Following significant weaknesses in its AML strategy, HSBC has been hit with a £64 million fine.
The sanctions, issued by the Financial Conduct Authority, follow shortcomings from the bank for eight years from March 2010.
Mark Steward, Executive Director of Enforcement and Market Oversight at the FCA, said: “HSBC’s transaction monitoring systems were not effective for a prolonged period despite the issue being highlighted on numerous occasions.
“These failings are unacceptable and exposed the bank and community to avoidable risks, especially as the remediation took such a long time.
“HSBC continued their remediation to address these weaknesses after the relevant period.”
Of note, was the engagement of a customer, who utilised his position as director of a construction company to cover up his role in a criminal gang.

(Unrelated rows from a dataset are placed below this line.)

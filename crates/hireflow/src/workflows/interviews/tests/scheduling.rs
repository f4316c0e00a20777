use chrono::Duration;

use crate::domain::InterviewResponseStatus;
use crate::workflows::interviews::service::UpdateInterviewRequest;
use crate::workflows::WorkflowError;

use super::common::{base_time, fixture, schedule_request, seed_pipeline};

#[test]
fn schedule_records_participants_and_defaults() {
    let fx = fixture();
    let app_id = seed_pipeline(&fx, "job-a", "rec-1", "cand-1");

    let view = fx
        .workflow
        .schedule(schedule_request(&app_id), "rec-1")
        .expect("schedule");

    assert_eq!(view.application_id, app_id);
    assert_eq!(view.candidate_id, "cand-1");
    assert_eq!(view.recruiter_id, "rec-1");
    assert_eq!(view.candidate_name.as_deref(), Some("Jordan CAND-1"));
    assert_eq!(view.recruiter_email.as_deref(), Some("rec-1@example.com"));
    assert!(!view.is_completed);
    assert_eq!(
        view.candidate_response_status,
        InterviewResponseStatus::Pending
    );
    assert!(view.candidate_responded_at.is_none());
}

#[test]
fn admin_schedules_and_becomes_recruiter_of_record() {
    let fx = fixture();
    let app_id = seed_pipeline(&fx, "job-a", "rec-1", "cand-1");

    let view = fx
        .workflow
        .schedule(schedule_request(&app_id), "admin-1")
        .expect("admin schedule");

    assert_eq!(view.recruiter_id, "admin-1");
}

#[test]
fn schedule_rejects_non_owning_recruiter() {
    let fx = fixture();
    let app_id = seed_pipeline(&fx, "job-a", "rec-1", "cand-1");

    assert!(matches!(
        fx.workflow.schedule(schedule_request(&app_id), "rec-2"),
        Err(WorkflowError::Unauthorized(_))
    ));
}

#[test]
fn schedule_rejects_past_slot() {
    let fx = fixture();
    let app_id = seed_pipeline(&fx, "job-a", "rec-1", "cand-1");

    let mut request = schedule_request(&app_id);
    request.scheduled_at = base_time() - Duration::hours(1);
    assert!(matches!(
        fx.workflow.schedule(request, "rec-1"),
        Err(WorkflowError::Validation(_))
    ));

    // The present instant is not "in the future" either.
    let mut request = schedule_request(&app_id);
    request.scheduled_at = base_time();
    assert!(matches!(
        fx.workflow.schedule(request, "rec-1"),
        Err(WorkflowError::Validation(_))
    ));
}

#[test]
fn schedule_rejects_second_interview_for_same_application() {
    let fx = fixture();
    let app_id = seed_pipeline(&fx, "job-a", "rec-1", "cand-1");

    fx.workflow
        .schedule(schedule_request(&app_id), "rec-1")
        .expect("first");

    match fx.workflow.schedule(schedule_request(&app_id), "rec-1") {
        Err(WorkflowError::Conflict(_)) => {}
        other => panic!("expected conflict, got {other:?}"),
    }
}

#[test]
fn schedule_rejects_unknown_application() {
    let fx = fixture();

    assert!(matches!(
        fx.workflow.schedule(schedule_request("app-nope"), "rec-1"),
        Err(WorkflowError::NotFound("application"))
    ));
}

#[test]
fn update_reschedules_and_resets_candidate_response() {
    let fx = fixture();
    let app_id = seed_pipeline(&fx, "job-a", "rec-1", "cand-1");
    let view = fx
        .workflow
        .schedule(schedule_request(&app_id), "rec-1")
        .expect("schedule");

    fx.workflow
        .respond(
            &view.id,
            "cand-1",
            crate::workflows::interviews::service::InterviewResponseRequest {
                response: InterviewResponseStatus::Accepted,
                note: Some("see you there".to_string()),
            },
        )
        .expect("respond");

    let updated = fx
        .workflow
        .update(
            &view.id,
            UpdateInterviewRequest {
                scheduled_at: base_time() + Duration::days(5),
                location: Some("On-site".to_string()),
                interview_type: Some("Final".to_string()),
                notes: None,
            },
            "rec-1",
        )
        .expect("update");

    assert_eq!(updated.scheduled_at, base_time() + Duration::days(5));
    assert_eq!(updated.location.as_deref(), Some("On-site"));
    assert!(updated.notes.is_none());
    assert_eq!(
        updated.candidate_response_status,
        InterviewResponseStatus::Pending
    );
    assert!(updated.candidate_responded_at.is_none());
    assert!(updated.candidate_response_note.is_none());
}

#[test]
fn update_is_gated_like_scheduling() {
    let fx = fixture();
    let app_id = seed_pipeline(&fx, "job-a", "rec-1", "cand-1");
    let view = fx
        .workflow
        .schedule(schedule_request(&app_id), "rec-1")
        .expect("schedule");

    let request = UpdateInterviewRequest {
        scheduled_at: base_time() + Duration::days(5),
        location: None,
        interview_type: None,
        notes: None,
    };

    assert!(matches!(
        fx.workflow.update(&view.id, request.clone(), "rec-2"),
        Err(WorkflowError::Unauthorized(_))
    ));
    // Admin override applies to interviews.
    fx.workflow
        .update(&view.id, request, "admin-1")
        .expect("admin update");
}

#[test]
fn update_rejects_past_slot() {
    let fx = fixture();
    let app_id = seed_pipeline(&fx, "job-a", "rec-1", "cand-1");
    let view = fx
        .workflow
        .schedule(schedule_request(&app_id), "rec-1")
        .expect("schedule");

    assert!(matches!(
        fx.workflow.update(
            &view.id,
            UpdateInterviewRequest {
                scheduled_at: base_time() - Duration::days(1),
                location: None,
                interview_type: None,
                notes: None,
            },
            "rec-1",
        ),
        Err(WorkflowError::Validation(_))
    ));
}

#[test]
fn listings_split_by_participant() {
    let fx = fixture();
    let app_a = seed_pipeline(&fx, "job-a", "rec-1", "cand-1");
    let app_b = seed_pipeline(&fx, "job-b", "rec-2", "cand-2");

    fx.workflow
        .schedule(schedule_request(&app_a), "rec-1")
        .expect("a");
    fx.workflow
        .schedule(schedule_request(&app_b), "rec-2")
        .expect("b");

    let mine = fx.workflow.list_by_candidate("cand-1").expect("mine");
    assert_eq!(mine.len(), 1);
    assert_eq!(mine[0].application_id, app_a);

    let theirs = fx.workflow.list_by_recruiter("rec-2").expect("theirs");
    assert_eq!(theirs.len(), 1);
    assert_eq!(theirs[0].application_id, app_b);
}

#[test]
fn list_between_includes_both_bounds() {
    let fx = fixture();
    let app_a = seed_pipeline(&fx, "job-a", "rec-1", "cand-1");
    let app_b = seed_pipeline(&fx, "job-b", "rec-1", "cand-2");

    let mut early = schedule_request(&app_a);
    early.scheduled_at = base_time() + Duration::days(1);
    let mut late = schedule_request(&app_b);
    late.scheduled_at = base_time() + Duration::days(4);

    fx.workflow.schedule(early, "rec-1").expect("early");
    fx.workflow.schedule(late, "rec-1").expect("late");

    let exact = fx
        .workflow
        .list_between(
            base_time() + Duration::days(1),
            base_time() + Duration::days(4),
        )
        .expect("range");
    assert_eq!(exact.len(), 2);

    let narrow = fx
        .workflow
        .list_between(
            base_time() + Duration::days(2),
            base_time() + Duration::days(3),
        )
        .expect("range");
    assert!(narrow.is_empty());
}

The conclusion of the matter will be seen as positive for HSBC, as the firm underlined that the issues and shortcomings relate to legacy systems for the bank, and it has since significantly improved its AML approach.
HSBC’s restructuring and investment into its AML tools and capabilities, taking a heightened focus on transaction monitoring.
It comes following the FCA hitting NatWest with a major fine last week, for similar offences. That decision marked the first time the FCA pursued criminal charges over money laundering, as NatWest pleaded guilty at Westminster Magistrates Court on 7 October.
At the time, Steward stated: “NatWest is responsible for a catalogue of failures in the way it monitored and scrutinised transactions that were self-evidently suspicious. Combined with serious systems failures, like the treatment of cash deposits as cheques, these failures created an open door for money laundering.
“Anti-money laundering controls are a vital part of the fight against serious crime, like drug trafficking, and such failures are intolerable ones that let down the whole community, which, in this case, justified the FCA’s first criminal prosecution under the Money Laundering Regulations.”